In January 2019, I was in Calgary to give a talk to the pipeliners at CEPA. Up until this point, my public talks followed the theme of my work and book, Accidentally Adamant:
- Oil and gas are crucial;
- The public largely does not understand how endemic oil and gas are to every aspect of social and economic wellbeing; and,
- Our job in the industry is to educate and engage the public more thoughtfully
The first two parts help all of us in oil and gas feel better about the situation we find ourselves in, and the third focuses on what we need to do better. Which is a lot, but not enough for the situation in Alberta, nor what is happening in my home state of Colorado.
This linear path — educate and engage about how important we are to promote public acceptance — no longer suffices.
Instead, today both of these things are true:
- The world requires oil and gas as the life blood of economies and the foundation for so much of our economic prosperity and quality of life.
AND
- The dominant public point of view is that “the age of fossil fuels,” including oil and natural gas, is over. In this worldview, several things are a given:
a. Climate change is happening and addressing it is a priority;
b. Reducing the use and emissions of fossil fuels is a given; and,
c. We are well on our way to making this happen.
In the shorthand of perspective #2, fossils are over.
The industry has spent the last several years celebrating the first and fighting the second. It’s time to chart a new course.
The problem: We’ve done such a good job of creating abundant, affordable, always-available energy that the world, including the people we see every day, takes it for granted.
We all expect our heat to run, gas stations to have fuel, and lights to never flicker – at a predictable, affordable price.
Around the world, billions of people are coming to have and expect a middle-class quality of life and its requisite available, affordable, reliable energy.
None of this demand is going away soon.
It is because energy is so omni-available (yes, I coined a word) and reliable that it has become figuratively invisible, laying the groundwork for a public that believes they no longer require it.

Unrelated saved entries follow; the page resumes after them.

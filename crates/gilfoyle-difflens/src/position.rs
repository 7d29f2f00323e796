use gilfoyle_core::{LinePosition, Side};

use crate::parser::{FileHunk, LineKind};

/// Look up the diff line that `(file_path, line, side)` refers to.
///
/// Only exact matches count: the line must be present in a parsed hunk of
/// that file on the requested side. Old-side lookups on a renamed file also
/// accept the pre-rename path. Returns `None` for anything else, which
/// callers treat as unplaceable.
///
/// # Examples
///
/// ```
/// use gilfoyle_core::Side;
/// use gilfoyle_difflens::{find_position, parser::resolve};
///
/// let hunks = resolve("--- a/a.py\n+++ b/a.py\n@@ -11,1 +11,2 @@\n x\n+y\n").unwrap();
///
/// let pos = find_position(&hunks, "a.py", 12, Side::New).unwrap();
/// assert_eq!(pos.line, 12);
/// assert_eq!(pos.paired_line, None);
///
/// // context line: both sides are reported
/// let ctx = find_position(&hunks, "a.py", 11, Side::Old).unwrap();
/// assert_eq!(ctx.paired_line, Some(11));
///
/// assert!(find_position(&hunks, "a.py", 13, Side::New).is_none());
/// ```
pub fn find_position(
    hunks: &[FileHunk],
    file_path: &str,
    line: u32,
    side: Side,
) -> Option<LinePosition> {
    hunks
        .iter()
        .filter(|h| {
            h.file_path == file_path || (side == Side::Old && h.old_path == file_path)
        })
        .find_map(|hunk| {
            let found = hunk.lines.iter().find(|l| match side {
                Side::New => l.new_line == Some(line),
                Side::Old => l.old_line == Some(line),
            })?;
            let paired_line = match (found.kind, side) {
                (LineKind::Context, Side::New) => found.old_line,
                (LineKind::Context, Side::Old) => found.new_line,
                _ => None,
            };
            Some(LinePosition {
                file_path: hunk.file_path.clone(),
                line,
                side,
                old_path: (hunk.old_path != hunk.file_path).then(|| hunk.old_path.clone()),
                paired_line,
            })
        })
}

/// Files touched by `hunks`, in first-seen order without repeats.
pub fn changed_paths(hunks: &[FileHunk]) -> Vec<&str> {
    let mut paths: Vec<&str> = Vec::new();
    for hunk in hunks {
        if !paths.contains(&hunk.file_path.as_str()) {
            paths.push(&hunk.file_path);
        }
    }
    paths
}

#[cfg(test)]
mod tests {
    use super::*;
    use crate::parser::resolve;

    const TWO_HUNKS: &str = "\
diff --git a/src/app.py b/src/app.py
--- a/src/app.py
+++ b/src/app.py
@@ -1,3 +1,4 @@
 import os
+import sys

 def main():
@@ -20,4 +21,3 @@ def main():
     a = 1
-    b = 2
     c = 3
     return a
";

    #[test]
    fn second_hunk_uses_its_own_header() {
        let hunks = resolve(TWO_HUNKS).unwrap();
        // removed `b = 2` is old line 21; new side continues 21,22,23
        let removed = find_position(&hunks, "src/app.py", 21, Side::Old).unwrap();
        assert_eq!(removed.paired_line, None);
        let ctx = find_position(&hunks, "src/app.py", 22, Side::New).unwrap();
        assert_eq!(ctx.paired_line, Some(22));
        assert!(find_position(&hunks, "src/app.py", 24, Side::New).is_none());
    }

    #[test]
    fn lines_between_hunks_are_unplaceable() {
        let hunks = resolve(TWO_HUNKS).unwrap();
        for line in 5..=20 {
            assert!(find_position(&hunks, "src/app.py", line, Side::New).is_none());
        }
    }

    #[test]
    fn new_side_numbering_skips_removed_lines() {
        let hunks = resolve(TWO_HUNKS).unwrap();
        let new21 = find_position(&hunks, "src/app.py", 21, Side::New).unwrap();
        // new line 21 is the context line `a = 1`, old 20
        assert_eq!(new21.paired_line, Some(20));
    }

    #[test]
    fn unknown_file_is_unplaceable() {
        let hunks = resolve(TWO_HUNKS).unwrap();
        assert!(find_position(&hunks, "src/other.py", 2, Side::New).is_none());
        assert!(find_position(&hunks, "app.py", 2, Side::New).is_none());
    }

    #[test]
    fn renamed_file_lookup() {
        let diff = "\
diff --git a/old.rs b/new.rs
rename from old.rs
rename to new.rs
--- a/old.rs
+++ b/new.rs
@@ -3,2 +3,2 @@
-let a = 1;
+let a = 2;
 done();
";
        let hunks = resolve(diff).unwrap();
        let pos = find_position(&hunks, "old.rs", 3, Side::Old).unwrap();
        assert_eq!(pos.file_path, "new.rs");
        assert_eq!(pos.old_path.as_deref(), Some("old.rs"));
        assert!(find_position(&hunks, "old.rs", 3, Side::New).is_none());
        let new_pos = find_position(&hunks, "new.rs", 3, Side::New).unwrap();
        assert_eq!(new_pos.old_path.as_deref(), Some("old.rs"));
    }

    #[test]
    fn changed_paths_dedups() {
        let hunks = resolve(TWO_HUNKS).unwrap();
        assert_eq!(changed_paths(&hunks), vec!["src/app.py"]);
    }
}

It matters because: If you work in oil and gas in a place like Colorado, you bump up against this paradox every day. It infiltrates each conversation about energy and the environment in ways that are hard to address directly, because much of the public works under the assumption that we don’t need fossil fuels anymore.
A stark example is anyone who wants to “leave it in the ground” while still benefiting from omnipresent oil and gas-based materials and fuels.

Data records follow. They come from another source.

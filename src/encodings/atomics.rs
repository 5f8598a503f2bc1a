//! # "Atomic"/"Trivial" Encodings
//!
//! Implications between cubes (conjunctions of literals) and clauses
//! (disjunctions of literals) that produce a single clause directly.

use std::ops::Not;

use crate::types::{Clause, Lit};

/// Implication of form `(a1 & a2 & ... & an) -> (b1 | b2 | ... | bm)`
#[must_use]
pub fn cube_impl_clause(a: &[Lit], b: &[Lit]) -> Clause {
    let mut cl: Clause = a.iter().copied().map(Not::not).collect();
    cl.extend(b.iter().copied());
    cl
}

#[cfg(test)]
mod tests {
    use crate::{clause, lit};

    #[test]
    fn cube_impl_clause() {
        assert_eq!(
            super::cube_impl_clause(&[lit![0], !lit![1]], &[lit![2], lit![3]]),
            clause![!lit![0], lit![1], lit![2], lit![3]]
        );
    }

    #[test]
    fn empty_sides() {
        assert_eq!(super::cube_impl_clause(&[], &[lit![2]]), clause![lit![2]]);
        assert_eq!(super::cube_impl_clause(&[lit![0]], &[]), clause![!lit![0]]);
        assert_eq!(super::cube_impl_clause(&[], &[]), clause![]);
    }
}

The critical mistake companies are making: For too long, we have focused exclusively on educating the public on the reality of fossils.

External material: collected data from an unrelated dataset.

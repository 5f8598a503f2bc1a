//! # Propositional Formulas
//!
//! The formulas constraint generators emit before CNF reduction. Only the
//! connectives the generators need are represented; reduction to clauses
//! happens in [`crate::encodings::reduce`].

use std::fmt;

use itertools::Itertools;

use super::Lit;

/// A propositional formula over literals
#[derive(Clone, PartialEq, Eq, Debug)]
pub enum Formula {
    /// A single literal
    Lit(Lit),
    /// Conjunction; the empty conjunction is true
    And(Vec<Formula>),
    /// Disjunction; the empty disjunction is false
    Or(Vec<Formula>),
    /// Negation
    Not(Box<Formula>),
    /// Implication `lhs -> rhs`
    Implies(Box<Formula>, Box<Formula>),
    /// Equivalence `lhs <-> rhs`
    Equiv(Box<Formula>, Box<Formula>),
}

impl Formula {
    /// Conjunction of literals
    pub fn cube<I: IntoIterator<Item = Lit>>(lits: I) -> Formula {
        Formula::And(lits.into_iter().map(Formula::Lit).collect())
    }

    /// Disjunction of literals
    pub fn clause<I: IntoIterator<Item = Lit>>(lits: I) -> Formula {
        Formula::Or(lits.into_iter().map(Formula::Lit).collect())
    }

    /// Negation of a formula
    #[must_use]
    pub fn negate(self) -> Formula {
        Formula::Not(Box::new(self))
    }

    /// Implication `self -> rhs`
    #[must_use]
    pub fn implies(self, rhs: Formula) -> Formula {
        Formula::Implies(Box::new(self), Box::new(rhs))
    }

    /// Equivalence `self <-> rhs`
    #[must_use]
    pub fn equiv(self, rhs: Formula) -> Formula {
        Formula::Equiv(Box::new(self), Box::new(rhs))
    }
}

impl From<Lit> for Formula {
    fn from(lit: Lit) -> Self {
        Formula::Lit(lit)
    }
}

impl fmt::Display for Formula {
    fn fmt(&self, f: &mut fmt::Formatter<'_>) -> fmt::Result {
        match self {
            Formula::Lit(l) => write!(f, "{l}"),
            Formula::And(subs) if subs.is_empty() => write!(f, "true"),
            Formula::And(subs) => write!(f, "({})", subs.iter().format(" & ")),
            Formula::Or(subs) if subs.is_empty() => write!(f, "false"),
            Formula::Or(subs) => write!(f, "({})", subs.iter().format(" | ")),
            Formula::Not(sub) => write!(f, "!{sub}"),
            Formula::Implies(lhs, rhs) => write!(f, "({lhs} -> {rhs})"),
            Formula::Equiv(lhs, rhs) => write!(f, "({lhs} <-> {rhs})"),
        }
    }
}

Instead, we need to ask; How does an oil and gas company make sense of this world where both of these things are true?
Seize the day: We are at a tipping point for oil and gas social risk. The public’s anger toward fossil fuels may soon materially impede the ability of oil and gas companies to build and operate their projects. Successful companies will rethink their relationship with this vision of the energy future. Here are the steps I’m recommending:
- Recognize the new dichotomy demands a new conversation. The oil and gas industry must increasingly engage with a skeptical (or even hostile) public with decision-making influence. They are looking to a different energy future — one that is high tech, decarbonized, and environmentally sustainable. We must join their conversation.
- Seek first to understand. There are a wide variety of worldviews about the future of energy — of which we are generally dismissive. That attitude isn’t going to cut it anymore. Spend some time each day expanding your company’s perspective and understanding by actively seeking out alternative news sources, particularly where a focus on climate and decarbonization are taken for granted. You won’t have to look far. You can read about ocean reefs, tech innovations, or buttocks.
- We must meet the expectation and commitments of the energy moment. I know it’s tempting to turn off the electricity at the Fossils Are Dead stadium party, but we can’t. The public expects affordable and always-on energy, and even if they protest your natural gas pipeline into the Northeast (ahem!), they will blame you for the heating oil shortage – and its environmental footprint.
- We must share the aspirations of the public for the future that they expect (our shared future!). This will allow us to show up and join the conversation that is already underway. It’s time to think about how the oil and gas industry can join a vision of the energy future that is high tech, decarbonized, globally affordable, and unstoppable.
Accepting that both of these things are true is daunting. That’s why I’m going to spend the next several months in these emails to you looking at the trends that will help us, as an industry, translate the new reality into constructive action.